Der Lernolotl zuckte mit den Schultern.

„Ist was?"

Pause. Dann: „Lea hat heute Eis bekommen. Ich nicht."

Papa sagte nicht sofort etwas. Das mochte der Lernolotl an Papa — er dachte nach, bevor er redete.

„Stimmt", sagte Papa schließlich. „Weißt du, warum?"

Der Lernolotl schüttelte den Kopf.

„Lea hatte heute in der Kita einen schwierigen Tag. Ein anderes Kind hat ihr etwas weggenommen und sie hat sehr geweint. Das Eis war kein Geschenk für immer — es war ein kleines Pflaster."

Papa
Papa
„Das Eis war kein Geschenk für immer. Es war ein kleines Pflaster für einen schwierigen Tag."

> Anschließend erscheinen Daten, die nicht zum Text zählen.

//! Shared boundary types for the logo wallpaper.
//!
//! Geometry lives in pixel space (`Point`, `Bounds`) and is produced by the
//! engine. Cells and colors are what the renderer puts on the terminal.

use serde::Serialize;

// ---------------------------------------------------------------------------
// Geometry
// ---------------------------------------------------------------------------

#[derive(Debug, Clone, Copy, Default, PartialEq, Eq, Hash, Serialize)]
pub struct Point {
    pub x: i32,
    pub y: i32,
}

impl Point {
    pub const fn new(x: i32, y: i32) -> Self {
        Point { x, y }
    }
}

/// Pixel rectangle, right/bottom exclusive.
#[derive(Debug, Clone, Copy, PartialEq, Eq)]
pub struct Bounds {
    pub left: i32,
    pub top: i32,
    pub right: i32,
    pub bottom: i32,
}

impl Bounds {
    /// Place a `width` x `height` rectangle with its top-left corner at `p`.
    pub fn at(p: Point, width: i32, height: i32) -> Self {
        Bounds {
            left: p.x,
            top: p.y,
            right: p.x + width,
            bottom: p.y + height,
        }
    }
}

// ---------------------------------------------------------------------------
// Style primitives
// ---------------------------------------------------------------------------

#[derive(Debug, Clone, PartialEq, Eq)]
pub enum Color {
    Named(NamedColor),
    Rgb { r: u8, g: u8, b: u8 },
}

impl Color {
    pub const fn rgb(r: u8, g: u8, b: u8) -> Self {
        Color::Rgb { r, g, b }
    }
}

#[derive(Debug, Clone, PartialEq, Eq)]
pub enum NamedColor {
    Black,
    Red,
    Green,
    Yellow,
    Blue,
    Magenta,
    Cyan,
    White,
}

#[derive(Debug, Clone, Default, PartialEq, Eq)]
pub struct Style {
    pub fg: Option<Color>,
    pub bg: Option<Color>,
    pub bold: bool,
    pub dim: bool,
}

impl Style {
    /// Paint `self` over `under`; unset colors fall through.
    pub fn over(&self, under: &Style) -> Style {
        Style {
            fg: self.fg.clone().or_else(|| under.fg.clone()),
            bg: self.bg.clone().or_else(|| under.bg.clone()),
            bold: self.bold,
            dim: self.dim,
        }
    }
}

// ---------------------------------------------------------------------------
// Terminal grid
// ---------------------------------------------------------------------------

#[derive(Debug, Clone, PartialEq, Eq)]
pub struct Cell {
    pub ch: char,
    pub style: Style,
}

impl Default for Cell {
    fn default() -> Self {
        Cell {
            ch: ' ',
            style: Style::default(),
        }
    }
}

#[derive(Debug, Clone, PartialEq, Eq)]
pub struct CellChange {
    pub x: u16,
    pub y: u16,
    pub cell: Cell,
}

Der Lernolotl dachte darüber nach. Er hatte das nicht gewusst. Er hatte nur das Eis gesehen.

„Aber ich bekomme trotzdem weniger", sagte er. Weil es sich immer noch wahr anfühlte.

„Was meinst du damit?", fragte Papa.

Der Lernolotl überlegte. Das war schwieriger zu erklären. Es fühlte sich an wie ein Rechenfehler, den er nicht lösen konnte — die Zahlen stimmten irgendwie nicht.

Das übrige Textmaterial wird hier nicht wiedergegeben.